Summary: The Rejection That Changed My Life By Jessica Bacal
Summary: The Rejection That Changed My Life By Jessica Bacal

Summary: The Rejection That Changed My Life By Jessica Bacal

Rejections don’t go on your résumé, but they are part of every successful person’s career. All of us will apply for jobs that we don’t get and have ambitions that aren’t fulfilled, because that is part of being a working person, part of pushing oneself to the next step professionally.

Empowering and full of heart, the stories in this collection are diverse in every sense, by top women from many cultural backgrounds and in a wide variety of fields; many of their hard-earned lessons are universal.

 

Angela Duckworth

When you get rejected, you feel like you’re the only one to whom this has happened—but that’s not true.
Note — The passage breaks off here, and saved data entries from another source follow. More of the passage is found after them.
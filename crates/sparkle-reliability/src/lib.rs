pub mod breaker;
pub mod classifier;
pub mod metrics;
pub mod recovery;
pub mod retry;

pub use breaker::{BreakerRegistry, CircuitBreaker, CircuitState};
pub use classifier::{Classification, ErrorClassifier, ErrorKind, OperationError, Priority};
pub use metrics::ReliabilityMetrics;
pub use recovery::{RecoveryOptions, RecoveryOutcome, RecoveryStrategies, Strategy};
pub use retry::{RetryBudget, RetryPolicy, RetryPolicyConfig};
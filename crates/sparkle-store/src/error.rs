use thiserror::Error;

#[derive(Debug, Error)]
pub enum StoreError {
    #[error("Database error: {0}")]
    Database(#[from] rusqlite::Error),

    #[error("Store init error: {0}")]
    Init(String),

    #[error("Row not found: {what}")]
    NotFound { what: String },

    #[error("Version conflict: {0}")]
    VersionConflict(String),

    #[error("Serialization error: {0}")]
    Serialization(#[from] serde_json::Error),
}

pub type Result<T> = std::result::Result<T, StoreError>;
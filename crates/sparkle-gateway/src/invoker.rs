use std::sync::Arc;
use std::time::Instant;

use async_trait::async_trait;
use sparkle_engine::ConversationEngine;
use sparkle_rollout::{ShadowInvoker, ShadowReply};

/// Bridges the rollout/lifecycle seams onto the conversation engine: one
/// detached turn against a variant, no session state touched.
pub struct EngineInvoker {
    engine: Arc<ConversationEngine>,
    /// Pricing for cost attribution of detached turns.
    input_cost_per_mtok: f64,
    output_cost_per_mtok: f64,
}

impl EngineInvoker {
    pub fn new(engine: Arc<ConversationEngine>, config: &sparkle_core::config::LlmConfig) -> Self {
        Self {
            engine,
            input_cost_per_mtok: config.fast.input_cost_per_mtok,
            output_cost_per_mtok: config.fast.output_cost_per_mtok,
        }
    }
}

#[async_trait]
impl ShadowInvoker for EngineInvoker {
    async fn invoke(&self, variant: &str, user_message: &str) -> Result<ShadowReply, String> {
        let started = Instant::now();
        let turn = self
            .engine
            .detached_turn(variant, Vec::new(), user_message)
            .await
            .map_err(|e| e.to_string())?;
        let cost_usd = (turn.input_tokens as f64 * self.input_cost_per_mtok
            + turn.output_tokens as f64 * self.output_cost_per_mtok)
            / 1_000_000.0;
        Ok(ShadowReply {
            message: turn.message,
            action: turn.action.as_str().to_string(),
            duration_ms: started.elapsed().as_millis() as i64,
            cost_usd,
        })
    }
}
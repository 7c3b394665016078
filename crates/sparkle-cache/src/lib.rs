//! Response cache: exact hash lookup with an approximate similarity
//! fallback, TTL expiry, LRU eviction, per-variant partitioning.

use std::collections::HashSet;
use std::sync::atomic::{AtomicU64, Ordering};
use std::sync::{Arc, Mutex};

use serde::Serialize;
use sha2::{Digest, Sha256};
use sparkle_core::config::CacheConfig;
use sparkle_store::{CacheRow, Store, StoreError};
use tracing::{debug, instrument};

/// A cache hit handed back to the engine.
#[derive(Debug, Clone, Serialize)]
pub struct CachedResponse {
    pub message: String,
    pub action: String,
    pub data: Option<serde_json::Value>,
    pub model: Option<String>,
    pub tokens: i64,
    pub cost_usd: f64,
    pub response_time_ms: i64,
    /// 1.0 for an exact hash hit; the Jaccard score for similarity hits.
    pub similarity: f64,
}

/// What the engine writes on a cache miss.
#[derive(Debug, Clone)]
pub struct CachePut<'a> {
    pub user_message: &'a str,
    pub variant: &'a str,
    pub response_message: &'a str,
    pub response_action: &'a str,
    pub response_data: Option<&'a serde_json::Value>,
    pub model: Option<&'a str>,
    pub tokens: i64,
    pub cost_usd: f64,
    pub response_time_ms: i64,
}

#[derive(Debug, Serialize)]
pub struct CacheStats {
    pub enabled: bool,
    pub entries: i64,
    pub hits: u64,
    pub similarity_hits: u64,
    pub misses: u64,
    pub hit_rate: f64,
    pub estimated_saved_usd: f64,
}

/// Store-backed response cache with in-process counters.
pub struct ResponseCache {
    config: CacheConfig,
    store: Arc<Store>,
    hits: AtomicU64,
    similarity_hits: AtomicU64,
    misses: AtomicU64,
    saved_usd: Mutex<f64>,
}

impl ResponseCache {
    pub fn new(config: CacheConfig, store: Arc<Store>) -> Self {
        Self {
            config,
            store,
            hits: AtomicU64::new(0),
            similarity_hits: AtomicU64::new(0),
            misses: AtomicU64::new(0),
            saved_usd: Mutex::new(0.0),
        }
    }

    pub fn enabled(&self) -> bool {
        self.config.enabled
    }

    /// Exact lookup first; on miss, Jaccard similarity over stemmed token
    /// sets against recent same-variant entries.
    #[instrument(skip(self, user_message))]
    pub fn lookup(
        &self,
        user_message: &str,
        variant: &str,
    ) -> Result<Option<CachedResponse>, StoreError> {
        if !self.config.enabled {
            return Ok(None);
        }

        let key = cache_key(user_message, variant);
        if let Some(row) = self.store.get_cache_entry(&key)? {
            self.store.touch_cache_entry(&key)?;
            self.record_hit(&row, false);
            return Ok(Some(to_response(row, 1.0)));
        }

        let query_tokens = stemmed_tokens(user_message);
        if query_tokens.is_empty() {
            self.misses.fetch_add(1, Ordering::Relaxed);
            return Ok(None);
        }

        let candidates = self
            .store
            .recent_cache_entries(variant, self.config.similarity_scan_limit)?;
        let mut best: Option<(f64, CacheRow)> = None;
        for row in candidates {
            let score = jaccard(&query_tokens, &stemmed_tokens(&row.user_message));
            if score >= self.config.similarity_threshold
                && best.as_ref().map_or(true, |(b, _)| score > *b)
            {
                best = Some((score, row));
            }
        }

        if let Some((score, row)) = best {
            self.store.touch_cache_entry(&row.message_hash)?;
            self.record_hit(&row, true);
            debug!(similarity = score, "approximate cache hit");
            return Ok(Some(to_response(row, score)));
        }

        self.misses.fetch_add(1, Ordering::Relaxed);
        Ok(None)
    }

    /// Write a fresh entry; evicts the LRU tail when the cache is full.
    #[instrument(skip(self, put), fields(variant = put.variant))]
    pub fn put(&self, put: &CachePut<'_>) -> Result<(), StoreError> {
        if !self.config.enabled {
            return Ok(());
        }

        let count = self.store.cache_count()?;
        if count as usize >= self.config.max_entries {
            let evict = ((self.config.max_entries as f64 * self.config.evict_fraction).ceil()
                as usize)
                .max(1);
            let removed = self.store.evict_lru_cache(evict)?;
            debug!(removed, "LRU eviction");
        }

        let now = chrono::Utc::now();
        let row = CacheRow {
            message_hash: cache_key(put.user_message, put.variant),
            user_message: put.user_message.to_string(),
            variant: put.variant.to_string(),
            response_message: put.response_message.to_string(),
            response_action: put.response_action.to_string(),
            response_data: put
                .response_data
                .map(|v| v.to_string()),
            model: put.model.map(String::from),
            tokens: put.tokens,
            cost_usd: put.cost_usd,
            response_time_ms: put.response_time_ms,
            expires_at: (now + chrono::Duration::seconds(self.config.ttl_secs)).to_rfc3339(),
            hit_count: 0,
            created_at: now.to_rfc3339(),
            last_accessed: now.to_rfc3339(),
        };
        self.store.upsert_cache_entry(&row)
    }

    /// Drop expired rows. Driven by the gateway's periodic sweeper task.
    pub fn sweep(&self) -> Result<usize, StoreError> {
        self.store.delete_expired_cache()
    }

    pub fn clear(&self, variant: Option<&str>) -> Result<usize, StoreError> {
        self.store.clear_cache(variant)
    }

    pub fn stats(&self) -> Result<CacheStats, StoreError> {
        let hits = self.hits.load(Ordering::Relaxed);
        let similarity_hits = self.similarity_hits.load(Ordering::Relaxed);
        let misses = self.misses.load(Ordering::Relaxed);
        let total = hits + similarity_hits + misses;
        Ok(CacheStats {
            enabled: self.config.enabled,
            entries: self.store.cache_count()?,
            hits,
            similarity_hits,
            misses,
            hit_rate: if total == 0 {
                0.0
            } else {
                (hits + similarity_hits) as f64 / total as f64
            },
            estimated_saved_usd: *self.saved_usd.lock().unwrap(),
        })
    }

    fn record_hit(&self, row: &CacheRow, similarity: bool) {
        if similarity {
            self.similarity_hits.fetch_add(1, Ordering::Relaxed);
        } else {
            self.hits.fetch_add(1, Ordering::Relaxed);
        }
        *self.saved_usd.lock().unwrap() += row.cost_usd;
    }
}

fn to_response(row: CacheRow, similarity: f64) -> CachedResponse {
    CachedResponse {
        message: row.response_message,
        action: row.response_action,
        data: row
            .response_data
            .as_deref()
            .and_then(|s| serde_json::from_str(s).ok()),
        model: row.model,
        tokens: row.tokens,
        cost_usd: row.cost_usd,
        response_time_ms: row.response_time_ms,
        similarity,
    }
}

/// Lowercase, trim, collapse internal whitespace.
pub fn normalize(text: &str) -> String {
    text.split_whitespace()
        .collect::<Vec<_>>()
        .join(" ")
        .to_lowercase()
}

/// SHA-256 of `normalize(message) \x1e variant`, hex-encoded.
pub fn cache_key(user_message: &str, variant: &str) -> String {
    let mut hasher = Sha256::new();
    hasher.update(normalize(user_message).as_bytes());
    hasher.update([0x1e]);
    hasher.update(variant.as_bytes());
    hex::encode(hasher.finalize())
}

/// Tokenize and lightly stem: lowercase words with common English suffixes
/// stripped (plural s/es, ed, ing, ly).
fn stemmed_tokens(text: &str) -> HashSet<String> {
    normalize(text)
        .split(|c: char| !c.is_alphanumeric())
        .filter(|w| !w.is_empty())
        .map(stem)
        .collect()
}

fn stem(word: &str) -> String {
    let w = word;
    for suffix in ["ing", "ed", "es", "ly", "s"] {
        if let Some(stripped) = w.strip_suffix(suffix) {
            if stripped.len() >= 3 {
                return stripped.to_string();
            }
        }
    }
    w.to_string()
}

/// Jaccard similarity between two token sets.
fn jaccard(a: &HashSet<String>, b: &HashSet<String>) -> f64 {
    if a.is_empty() && b.is_empty() {
        return 1.0;
    }
    let intersection = a.intersection(b).count();
    let union = a.len() + b.len() - intersection;
    if union == 0 {
        return 0.0;
    }
    intersection as f64 / union as f64
}

#[cfg(test)]
mod tests {
    use super::*;

    fn cache() -> ResponseCache {
        ResponseCache::new(
            CacheConfig::default(),
            Arc::new(Store::open_in_memory().unwrap()),
        )
    }

    fn put(cache: &ResponseCache, message: &str, variant: &str) {
        cache
            .put(&CachePut {
                user_message: message,
                variant,
                response_message: "Happy to help with that!",
                response_action: "collect_info",
                response_data: None,
                model: Some("fast"),
                tokens: 40,
                cost_usd: 0.0002,
                response_time_ms: 150,
            })
            .unwrap();
    }

    #[test]
    fn exact_hit_after_normalization() {
        let c = cache();
        put(&c, "I need a Deep Clean  next monday", "baseline");
        let hit = c
            .lookup("i need a deep clean next MONDAY", "baseline")
            .unwrap()
            .unwrap();
        assert_eq!(hit.similarity, 1.0);
        assert_eq!(hit.action, "collect_info");
    }

    #[test]
    fn variants_are_partitioned() {
        let c = cache();
        put(&c, "book a cleaning", "baseline");
        assert!(c.lookup("book a cleaning", "professional").unwrap().is_none());
    }

    #[test]
    fn similarity_boundary_085_hits_0849_misses() {
        let c = cache();
        // 20 distinct tokens cached; a query sharing 17 of them plus 0 new
        // tokens gives J = 17/20 = 0.85 exactly.
        let words: Vec<String> = (0..20).map(|i| format!("tok{i}word")).collect();
        let cached = words.join(" ");
        put(&c, &cached, "baseline");

        let query_hit = words[..17].join(" ");
        let hit = c.lookup(&query_hit, "baseline").unwrap();
        assert!(hit.is_some(), "J = 0.85 must hit");
        assert!((hit.unwrap().similarity - 0.85).abs() < 1e-9);

        let query_miss = words[..16].join(" ");
        // J = 16/20 = 0.80 < 0.85.
        assert!(c.lookup(&query_miss, "baseline").unwrap().is_none());
    }

    #[test]
    fn stemming_bridges_inflections() {
        let c = cache();
        put(&c, "need deep cleaning for bedrooms", "baseline");
        let hit = c.lookup("need deep clean for bedroom", "baseline").unwrap();
        assert!(hit.is_some());
    }

    #[test]
    fn stats_track_hits_and_misses() {
        let c = cache();
        put(&c, "hello there", "baseline");
        let _ = c.lookup("hello there", "baseline").unwrap();
        let _ = c.lookup("completely unrelated query text", "baseline").unwrap();
        let stats = c.stats().unwrap();
        assert_eq!(stats.hits, 1);
        assert_eq!(stats.misses, 1);
        assert!((stats.hit_rate - 0.5).abs() < 1e-9);
        assert!(stats.estimated_saved_usd > 0.0);
    }

    #[test]
    fn disabled_cache_is_inert() {
        let config = CacheConfig {
            enabled: false,
            ..CacheConfig::default()
        };
        let c = ResponseCache::new(config, Arc::new(Store::open_in_memory().unwrap()));
        put(&c, "hello", "baseline");
        assert!(c.lookup("hello", "baseline").unwrap().is_none());
    }
}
Failure happens to everyone. There is actually a name for this phenomenon: pluralistic ignorance. You assume something about everyone else, but that assumption is inaccurate.

Passions are developed, not discovered. It can take a long time—even years—for you to develop a love for a certain career. So don’t quit a job too early just because it doesn’t immediately feel like a “calling.”

I’m a big believer in vulnerability—sharing with people you care about and getting support from one another.


Andie Kramer

You don’t have to be born with grit and resilience; they are things you can develop in order to deal with rejection, failures, and disappointments.

If you walk into the wall, fall down, and then try to walk through the same part of the wall again, you’re just going to fall again. You’ve got to look around and say, “Is there a door? Is there some other way that I can get through here? What can I learn from hitting the wall?”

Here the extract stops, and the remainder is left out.